The group is the largest payer of pensions in Australia after the Federal Government, with almost a million customers.
Older demographic
CFS has a much older demographic than many industry funds. “Retirement is what we do. It is something we live and breathe,” he said.
This is in contrast to, say, the newly merged Australian Retirement Trust whose chief executive Bernard Reilly recently told Investment magazine how his younger member demographic allowed for more long term investments including infrastructure.
CFS’s role as the largest private payer of pensions means that liquidity management is high on its disciplines.
Tully says CFS paid out some $1.3 billion to members in 2020 in the two early release of super programs which followed the start of Covid-19.
“We were able to meet that without issue,” he said.
Choice of risk profiles
He said CFS offers its clients a number of different risk profiles depending on their stage of life and their appetite for exposure.
“We are really in the choice space.
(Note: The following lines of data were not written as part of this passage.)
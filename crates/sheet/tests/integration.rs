use std::path::Path;
use std::sync::Arc;
use std::thread;

use tabkeep_sheet::{normalize, Book, CellValue, Sheet, SheetError, SheetStore, WorkbookStore};
use tempfile::tempdir;

fn seed_workbook(path: &Path) {
    let mut book = Book::new();

    let people = Sheet::from_data(
        &["name", "age", "active"],
        vec![
            vec![
                CellValue::from("Alice"),
                CellValue::Float(30.0),
                CellValue::Bool(true),
            ],
            vec![CellValue::from("Bob"), CellValue::Null, CellValue::Bool(false)],
        ],
    )
    .unwrap();

    let prices = Sheet::from_data(
        &["sku", "price", "note"],
        vec![
            vec![CellValue::from("X-1"), CellValue::Float(9.99), CellValue::Null],
            vec![
                CellValue::from("X-2"),
                CellValue::Float(12.5),
                CellValue::from("discontinued"),
            ],
        ],
    )
    .unwrap();

    book.add_sheet("People", people).unwrap();
    book.add_sheet("Prices", prices).unwrap();
    book.save_as_xlsx(path).unwrap();
}

// ===== Round Trip =====

#[test]
fn test_unchanged_save_round_trips_every_sheet() {
    let dir = tempdir().unwrap();
    let path = dir.path().join("book.xlsx");
    seed_workbook(&path);
    let store = WorkbookStore::open(&path).unwrap();

    let before = store.read_book().unwrap();
    let people = store.load("People").unwrap();
    store.save("People", &people).unwrap();
    let after = store.read_book().unwrap();

    assert_eq!(before, after);
}

#[test]
fn test_double_save_matches_single_save() {
    let dir = tempdir().unwrap();
    let path = dir.path().join("book.xlsx");
    seed_workbook(&path);
    let store = WorkbookStore::open(&path).unwrap();

    let mut edited = store.load("Prices").unwrap();
    edited.set_by_name(1, "price", 13.0).unwrap();

    store.save("Prices", &edited).unwrap();
    let once = store.read_book().unwrap();
    store.save("Prices", &edited).unwrap();
    let twice = store.read_book().unwrap();

    assert_eq!(once, twice);
}

// ===== Other-Sheet Preservation =====

#[test]
fn test_editing_one_sheet_preserves_the_other() {
    let dir = tempdir().unwrap();
    let path = dir.path().join("book.xlsx");
    seed_workbook(&path);
    let store = WorkbookStore::open(&path).unwrap();

    let prices_before = store.load("Prices").unwrap();

    let mut people = normalize(store.load("People").unwrap());
    people.set_by_name(1, "age", 41).unwrap();
    store.save("People", &people).unwrap();

    let prices_after = store.load("Prices").unwrap();
    assert_eq!(prices_before, prices_after);
    assert_eq!(prices_after.column_names(), ["sku", "price", "note"]);
    assert_eq!(store.sheet_names().unwrap(), vec!["People", "Prices"]);

    let people_after = store.load("People").unwrap();
    assert!(people_after
        .get_by_name(1, "age")
        .unwrap()
        .same_as(&CellValue::Int(41)));
}

#[test]
fn test_concurrent_saves_of_different_sheets_keep_both_edits() {
    let dir = tempdir().unwrap();
    let path = dir.path().join("book.xlsx");
    seed_workbook(&path);
    let store = Arc::new(WorkbookStore::open(&path).unwrap());

    let mut people = store.load("People").unwrap();
    people.set_by_name(0, "name", "Alicia").unwrap();
    let mut prices = store.load("Prices").unwrap();
    prices.set_by_name(0, "price", 1.25).unwrap();

    let handles: Vec<_> = [("People", people), ("Prices", prices)]
        .into_iter()
        .map(|(name, sheet)| {
            let store = Arc::clone(&store);
            thread::spawn(move || store.save(name, &sheet))
        })
        .collect();
    for handle in handles {
        handle.join().unwrap().unwrap();
    }

    assert_eq!(
        store.load("People").unwrap().get_by_name(0, "name").unwrap(),
        &CellValue::from("Alicia")
    );
    assert_eq!(
        store.load("Prices").unwrap().get_by_name(0, "price").unwrap(),
        &CellValue::Float(1.25)
    );
}

// ===== Loading =====

#[test]
fn test_load_then_normalize_fills_text_gaps() {
    let dir = tempdir().unwrap();
    let path = dir.path().join("book.xlsx");
    seed_workbook(&path);
    let store = WorkbookStore::open(&path).unwrap();

    let prices = normalize(store.load("Prices").unwrap());

    assert_eq!(prices.get_by_name(0, "note").unwrap(), &CellValue::from(""));
    assert_eq!(prices.get_by_name(0, "price").unwrap(), &CellValue::Float(9.99));

    let people = normalize(store.load("People").unwrap());
    assert!(people.get_by_name(1, "age").unwrap().is_missing());
}

#[test]
fn test_load_missing_sheet() {
    let dir = tempdir().unwrap();
    let path = dir.path().join("book.xlsx");
    seed_workbook(&path);
    let store = WorkbookStore::open(&path).unwrap();

    let result = store.load("Nope");
    assert!(matches!(result, Err(SheetError::SheetNotFound { .. })));
}

#[test]
fn test_file_removed_after_open() {
    let dir = tempdir().unwrap();
    let path = dir.path().join("book.xlsx");
    seed_workbook(&path);
    let store = WorkbookStore::open(&path).unwrap();
    std::fs::remove_file(&path).unwrap();

    assert!(matches!(
        store.load("People"),
        Err(SheetError::FileNotFound { .. })
    ));
    assert!(matches!(
        store.save("People", &Sheet::new()),
        Err(SheetError::SaveIo { .. })
    ));
    assert!(!path.exists());
}
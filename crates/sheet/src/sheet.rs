use crate::cell::CellValue;
use crate::error::{Result, SheetError};
use serde::{Deserialize, Serialize};
use std::collections::{HashMap, HashSet};

/// Wire shape of a sheet; validated into a [`Sheet`] on deserialization.
#[derive(Deserialize)]
struct RawSheet {
    #[serde(default)]
    name: String,
    columns: Vec<String>,
    rows: Vec<Vec<CellValue>>,
}

impl TryFrom<RawSheet> for Sheet {
    type Error = SheetError;

    fn try_from(raw: RawSheet) -> Result<Self> {
        Sheet::from_parts(&raw.name, raw.columns, raw.rows)
    }
}

/// A sheet: named columns over a grid of rows (row-major storage).
///
/// The header is kept apart from the data, so row `0` is the first data row.
#[derive(Debug, Clone, PartialEq, Serialize, Deserialize)]
#[serde(try_from = "RawSheet")]
pub struct Sheet {
    name: String,
    columns: Vec<String>,
    rows: Vec<Vec<CellValue>>,
    #[serde(skip)]
    column_index: HashMap<String, usize>,
}

impl Sheet {
    /// Create a new empty sheet
    #[must_use]
    pub fn new() -> Self {
        Self::with_name("Sheet1")
    }

    /// Create a new empty sheet with a name
    #[must_use]
    pub fn with_name(name: &str) -> Self {
        Sheet {
            name: name.to_string(),
            columns: Vec::new(),
            rows: Vec::new(),
            column_index: HashMap::new(),
        }
    }

    /// Build a sheet from column names and rows.
    ///
    /// Every row must have exactly one cell per column and column names must
    /// be unique; anything else is not a table.
    pub fn from_parts(
        name: &str,
        columns: Vec<String>,
        rows: Vec<Vec<CellValue>>,
    ) -> Result<Self> {
        let mut column_index = HashMap::with_capacity(columns.len());
        for (idx, column) in columns.iter().enumerate() {
            if column_index.insert(column.clone(), idx).is_some() {
                return Err(SheetError::DuplicateColumnName {
                    name: column.clone(),
                });
            }
        }

        if let Some((row_idx, row)) = rows
            .iter()
            .enumerate()
            .find(|(_, row)| row.len() != columns.len())
        {
            return Err(SheetError::InvalidTable(format!(
                "row {row_idx} has {} cells, expected {}",
                row.len(),
                columns.len()
            )));
        }

        Ok(Sheet {
            name: name.to_string(),
            columns,
            rows,
            column_index,
        })
    }

    /// Create a sheet from column names and rows of convertible values
    pub fn from_data<T: Into<CellValue>>(columns: &[&str], data: Vec<Vec<T>>) -> Result<Self> {
        let rows = data
            .into_iter()
            .map(|row| row.into_iter().map(Into::into).collect())
            .collect();
        Self::from_parts(
            "Sheet1",
            columns.iter().map(|c| (*c).to_string()).collect(),
            rows,
        )
    }

    /// Create a sheet from a raw grid whose first row is the header.
    ///
    /// Blank header cells become `Unnamed: <index>`, repeated names get a
    /// `.1`, `.2`, ... suffix, and short rows are padded with nulls.
    #[must_use]
    pub fn from_grid(name: &str, grid: Vec<Vec<CellValue>>) -> Self {
        let mut grid = grid.into_iter();
        let Some(header) = grid.next() else {
            return Self::with_name(name);
        };

        let width = header.len();
        let columns = header_names(&header);
        let rows: Vec<Vec<CellValue>> = grid
            .map(|mut row| {
                row.resize(width, CellValue::Null);
                row
            })
            .collect();

        let column_index = columns
            .iter()
            .enumerate()
            .map(|(idx, column)| (column.clone(), idx))
            .collect();

        Sheet {
            name: name.to_string(),
            columns,
            rows,
            column_index,
        }
    }

    /// Get the sheet name
    #[must_use]
    pub fn name(&self) -> &str {
        &self.name
    }

    /// Set the sheet name
    pub fn set_name(&mut self, name: &str) {
        self.name = name.to_string();
    }

    /// Get the number of data rows (header excluded)
    #[must_use]
    pub fn row_count(&self) -> usize {
        self.rows.len()
    }

    /// Get the number of columns
    #[must_use]
    pub fn col_count(&self) -> usize {
        self.columns.len()
    }

    /// Column names in order
    #[must_use]
    pub fn column_names(&self) -> &[String] {
        &self.columns
    }

    /// Position of a column by name
    #[must_use]
    pub fn column_index(&self, name: &str) -> Option<usize> {
        self.column_index.get(name).copied()
    }

    fn column_index_by_name(&self, name: &str) -> Result<usize> {
        self.column_index(name)
            .ok_or_else(|| SheetError::ColumnNotFound {
                name: name.to_string(),
            })
    }

    // ===== Cell Access =====

    /// Get a cell value by row and column index (0-based)
    pub fn get(&self, row: usize, col: usize) -> Result<&CellValue> {
        self.rows
            .get(row)
            .and_then(|r| r.get(col))
            .ok_or(SheetError::IndexOutOfBounds {
                row,
                col,
                rows: self.row_count(),
                cols: self.col_count(),
            })
    }

    /// Get a mutable cell value by row and column index (0-based)
    pub fn get_mut(&mut self, row: usize, col: usize) -> Result<&mut CellValue> {
        let rows = self.row_count();
        let cols = self.col_count();
        self.rows
            .get_mut(row)
            .and_then(|r| r.get_mut(col))
            .ok_or(SheetError::IndexOutOfBounds {
                row,
                col,
                rows,
                cols,
            })
    }

    /// Set a cell value by row and column index (0-based)
    pub fn set<T: Into<CellValue>>(&mut self, row: usize, col: usize, value: T) -> Result<()> {
        *self.get_mut(row, col)? = value.into();
        Ok(())
    }

    /// Get a cell value by row index and column name
    pub fn get_by_name(&self, row: usize, col_name: &str) -> Result<&CellValue> {
        let col = self.column_index_by_name(col_name)?;
        self.get(row, col)
    }

    /// Set a cell value by row index and column name
    pub fn set_by_name<T: Into<CellValue>>(
        &mut self,
        row: usize,
        col_name: &str,
        value: T,
    ) -> Result<()> {
        let col = self.column_index_by_name(col_name)?;
        self.set(row, col, value)
    }

    // ===== Row / Column Operations =====

    /// Get a column's values by index
    pub fn column(&self, index: usize) -> Result<Vec<CellValue>> {
        if index >= self.col_count() {
            return Err(SheetError::IndexOutOfBounds {
                row: 0,
                col: index,
                rows: self.row_count(),
                cols: self.col_count(),
            });
        }
        Ok(self.rows.iter().map(|row| row[index].clone()).collect())
    }

    /// Apply a function to every cell of one column
    pub fn column_map<F>(&mut self, col_index: usize, mut f: F) -> Result<()>
    where
        F: FnMut(&CellValue) -> CellValue,
    {
        if col_index >= self.col_count() {
            return Err(SheetError::IndexOutOfBounds {
                row: 0,
                col: col_index,
                rows: self.row_count(),
                cols: self.col_count(),
            });
        }
        for row in &mut self.rows {
            row[col_index] = f(&row[col_index]);
        }
        Ok(())
    }

    // ===== Iteration =====

    /// Iterate over data rows
    pub fn rows(&self) -> impl Iterator<Item = &Vec<CellValue>> {
        self.rows.iter()
    }

    /// Header row followed by data rows, as written to a worksheet
    pub fn grid(&self) -> impl Iterator<Item = Vec<CellValue>> + '_ {
        std::iter::once(
            self.columns
                .iter()
                .map(|c| CellValue::String(c.clone()))
                .collect(),
        )
        .filter(|header: &Vec<CellValue>| !header.is_empty())
        .chain(self.rows.iter().cloned())
    }
}

impl Default for Sheet {
    fn default() -> Self {
        Self::new()
    }
}

/// Turn a header row into unique column names.
fn header_names(header: &[CellValue]) -> Vec<String> {
    let mut seen: HashSet<String> = HashSet::with_capacity(header.len());
    let mut names = Vec::with_capacity(header.len());

    for (idx, cell) in header.iter().enumerate() {
        let base = if cell.is_missing() {
            format!("Unnamed: {idx}")
        } else {
            cell.as_str()
        };

        let mut name = base.clone();
        let mut suffix = 0;
        while seen.contains(&name) {
            suffix += 1;
            name = format!("{base}.{suffix}");
        }
        seen.insert(name.clone());
        names.push(name);
    }

    names
}
use clap::Parser;
use std::net::SocketAddr;
use std::path::PathBuf;

/// tabkeep - edit the sheets of one workbook and save them as you go
#[derive(Debug, Clone, Parser)]
#[command(name = "tabkeep-server")]
#[command(author, version, about = "Autosaving workbook editor backend", long_about = None)]
pub struct ServerConfig {
    /// Workbook file to edit
    #[arg(short, long, value_name = "PATH", default_value = "metadata-example.xlsx")]
    pub file: PathBuf,

    /// Address to listen on
    #[arg(long, default_value = "127.0.0.1:3000")]
    pub addr: SocketAddr,

    /// Start with autosave turned off
    #[arg(long)]
    pub no_autosave: bool,

    /// Enable debug logging
    #[arg(short, long)]
    pub verbose: bool,
}

impl ServerConfig {
    /// Default tracing filter when `RUST_LOG` is unset
    #[must_use]
    pub fn log_filter(&self) -> &'static str {
        if self.verbose {
            "debug"
        } else {
            "info"
        }
    }
}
People can select their own risk profile,” he said.
“If you want to have a high exposure to growth assets we have a product for you, if you want to be more conservative, we have a product for that.
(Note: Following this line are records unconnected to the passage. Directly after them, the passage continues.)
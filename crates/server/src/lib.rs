//! # tabkeep-server
//!
//! HTTP surface over one workbook: list sheets, fetch a sheet, submit an
//! edited table, trigger a manual save and toggle autosave.

pub mod config;
pub mod error;

use std::path::PathBuf;
use std::sync::Arc;

use axum::extract::rejection::JsonRejection;
use axum::extract::{Path, State};
use axum::routing::{get, post, put};
use axum::{Json, Router};
use serde::{Deserialize, Serialize};
use tabkeep_sheet::{normalize, Sheet, SheetError, SheetStore, WorkbookStore};
use tabkeep_sync::{
    EditDecision, Notice, PendingChanges, PersistenceController, SaveTicket, SheetStatus,
};
use tokio::sync::Mutex;
use tower_http::trace::TraceLayer;

pub use config::ServerConfig;
pub use error::{ApiError, ErrorBody};

type ApiResult<T> = Result<Json<T>, ApiError>;

/// Shared handler state.
#[derive(Clone)]
pub struct AppState {
    file: PathBuf,
    store: Option<Arc<dyn SheetStore>>,
    controller: Arc<Mutex<PersistenceController>>,
}

impl AppState {
    /// Open the configured workbook.
    ///
    /// A missing file is logged, not fatal: sheet routes then answer with
    /// `file_not_found`.
    #[must_use]
    pub fn from_config(config: &ServerConfig) -> Self {
        let store = match WorkbookStore::open(&config.file) {
            Ok(store) => Some(Arc::new(store) as Arc<dyn SheetStore>),
            Err(err) => {
                tracing::error!(error = %err, "workbook unavailable");
                None
            }
        };
        AppState {
            file: config.file.clone(),
            store,
            controller: Arc::new(Mutex::new(PersistenceController::new(!config.no_autosave))),
        }
    }

    /// State over any store.
    #[must_use]
    pub fn with_store(store: Arc<dyn SheetStore>, autosave: bool) -> Self {
        AppState {
            file: PathBuf::new(),
            store: Some(store),
            controller: Arc::new(Mutex::new(PersistenceController::new(autosave))),
        }
    }

    fn store(&self) -> Result<Arc<dyn SheetStore>, ApiError> {
        self.store.clone().ok_or_else(|| {
            ApiError::Sheet(SheetError::FileNotFound {
                path: self.file.clone(),
            })
        })
    }

    /// Load and track `name` unless it is already tracked.
    async fn ensure_open(&self, name: &str) -> Result<Arc<dyn SheetStore>, ApiError> {
        let store = self.store()?;
        if self.controller.lock().await.is_tracked(name) {
            return Ok(store);
        }

        let loader = Arc::clone(&store);
        let sheet_name = name.to_string();
        let table = tokio::task::spawn_blocking(move || loader.load(&sheet_name).map(normalize))
            .await
            .map_err(|e| SheetError::Load {
                what: name.to_string(),
                message: e.to_string(),
            })??;

        // Another request may have registered it meanwhile; keep the first.
        if self.controller.lock().await.register(name, table) {
            tracing::info!(sheet = name, "sheet loaded");
        }
        Ok(store)
    }

    /// Run a ticket's save on the blocking pool and commit the result.
    ///
    /// Save and commit run in their own task, so the sheet leaves `Saving`
    /// even if the request that started the save is dropped.
    async fn run_save(&self, store: Arc<dyn SheetStore>, ticket: SaveTicket) -> Notice {
        let controller = Arc::clone(&self.controller);
        let sheet_name = ticket.sheet().to_string();

        let task = tokio::spawn(async move {
            let name = ticket.sheet().to_string();
            let table = ticket.table().clone();
            let result = tokio::task::spawn_blocking(move || store.save(&name, &table))
                .await
                .unwrap_or_else(|e| Err(SheetError::Write(format!("save task failed: {e}"))));

            controller.lock().await.complete_save(ticket, result)
        });

        task.await.unwrap_or_else(|e| {
            tracing::error!(sheet = %sheet_name, error = %e, "save task failed");
            Notice::error(format!("Save failed: {e}"))
        })
    }
}

/// Health check response.
#[derive(Debug, Serialize, Deserialize)]
pub struct Health {
    /// Server status ("ok" when healthy).
    pub status: String,
    /// Server version from Cargo.toml.
    pub version: String,
}

#[derive(Debug, Serialize)]
pub struct SheetList {
    pub sheets: Vec<String>,
    pub autosave: bool,
}

#[derive(Debug, Serialize)]
pub struct SheetView {
    pub table: Sheet,
    pub status: SheetStatus,
}

#[derive(Debug, Serialize)]
pub struct EditResponse {
    pub status: SheetStatus,
    pub pending: PendingChanges,
    pub notice: Option<Notice>,
}

#[derive(Debug, Serialize, Deserialize)]
pub struct AutosaveToggle {
    pub enabled: bool,
}

/// Health check endpoint handler.
pub async fn health() -> Json<Health> {
    Json(Health {
        status: "ok".to_string(),
        version: env!("CARGO_PKG_VERSION").to_string(),
    })
}

async fn list_sheets(State(state): State<AppState>) -> ApiResult<SheetList> {
    let store = state.store()?;
    let sheets = tokio::task::spawn_blocking(move || store.sheet_names())
        .await
        .map_err(|e| SheetError::Load {
            what: "sheet names".to_string(),
            message: e.to_string(),
        })??;
    let autosave = state.controller.lock().await.autosave();
    Ok(Json(SheetList { sheets, autosave }))
}

async fn get_sheet(
    State(state): State<AppState>,
    Path(name): Path<String>,
) -> ApiResult<SheetView> {
    state.ensure_open(&name).await?;
    let controller = state.controller.lock().await;
    Ok(Json(SheetView {
        table: controller.view(&name)?.clone(),
        status: controller.status(&name)?,
    }))
}

async fn edit_sheet(
    State(state): State<AppState>,
    Path(name): Path<String>,
    payload: Result<Json<Sheet>, JsonRejection>,
) -> ApiResult<EditResponse> {
    let Json(edited) = payload?;
    let store = state.ensure_open(&name).await?;

    let decision = state.controller.lock().await.record_edit(&name, edited)?;
    let notice = match decision {
        EditDecision::Save(ticket) => Some(state.run_save(store, ticket).await),
        EditDecision::Busy => {
            tracing::debug!(sheet = %name, "autosave skipped; save in progress");
            None
        }
        EditDecision::Unchanged | EditDecision::Held => None,
    };

    let controller = state.controller.lock().await;
    Ok(Json(EditResponse {
        status: controller.status(&name)?,
        pending: controller.pending(&name)?.clone(),
        notice,
    }))
}

async fn save_sheet(
    State(state): State<AppState>,
    Path(name): Path<String>,
) -> ApiResult<EditResponse> {
    let store = state.ensure_open(&name).await?;

    let ticket = state.controller.lock().await.request_save(&name)?;
    let notice = match ticket {
        Some(ticket) => state.run_save(store, ticket).await,
        None => Notice::info(format!("A save for {name} is already in progress")),
    };

    let controller = state.controller.lock().await;
    Ok(Json(EditResponse {
        status: controller.status(&name)?,
        pending: controller.pending(&name)?.clone(),
        notice: Some(notice),
    }))
}

async fn set_autosave(
    State(state): State<AppState>,
    payload: Result<Json<AutosaveToggle>, JsonRejection>,
) -> ApiResult<AutosaveToggle> {
    let Json(toggle) = payload?;
    state.controller.lock().await.set_autosave(toggle.enabled);
    Ok(Json(toggle))
}

/// Create the application router.
///
/// This is separated from `main()` to allow testing.
pub fn create_router(state: AppState) -> Router {
    Router::new()
        .route("/health", get(health))
        .route("/sheets", get(list_sheets))
        .route("/sheets/:name", get(get_sheet).post(edit_sheet))
        .route("/sheets/:name/save", post(save_sheet))
        .route("/autosave", put(set_autosave))
        .layer(TraceLayer::new_for_http())
        .with_state(state)
}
“It is about having products which are true to their label and making sure they are well diversified within that particular risk profile.”
Retained independent board
Tully strongly rejected suggestions that KKR’s buy in of CFS would see the US private equity giant move to strip out costs from the company.
He says KKR’s acquisition of a stake in CFS had prompted a $430 million investment program in the business supported by both of its shareholders.
Tully said CFS had also retained its own independent board since the KKR acquisition was finalised late last year.
Performance test issues
One of the next hurdles facing CFS is whether one of its MySuper products, FirstChoice Employer Super (FCES), will pass the Australian Prudential Regulation Authority’s annual performance test this year.
The fund narrowly missed passing the test last year, the first year of the performance test coming into operation under the federal government’s Your Future, Your Super legislation.
CFS moved quickly in response to the news, reducing the administration fee of funds under management for its First Choice Employer Super products to 0.30 per cent, a saving of $50 a year for members.
It has also appointed BlackRock, one of the world’s largest asset managers with almost $US10 trillion under management, to help with the management of its MySuper investment products.
Under the deal with BlackRock, CFS will maintain ultimate control over the LifeStage funds and will continue to set the investment strategy while BlackRock will “provide CFS’s MySuper products with the resources, insights and investment services needed to deliver outstanding member results”.
“We need to pass the performance test by June this year,” he said. “We are quite confident we will make it.”
Responsible investing
Tully maintained CFS had a strong commitment to the environment and social responsibility in its investments.
Last October it announced it was aligning the group with the Paris Agreement and committing to transition its investment portfolios to net zero greenhouse gas emissions by 2050.
This included committing to a 30 per cent target of greenhouse gas emissions from 2019 for its investment portfolios by 2030.
The announcement followed CFS’s move the year before to commit to the United Nations endorsed Principles for Responsible Investment (PRI).
“There is a lot of work being done getting the right policies and processes in place,” Tully said.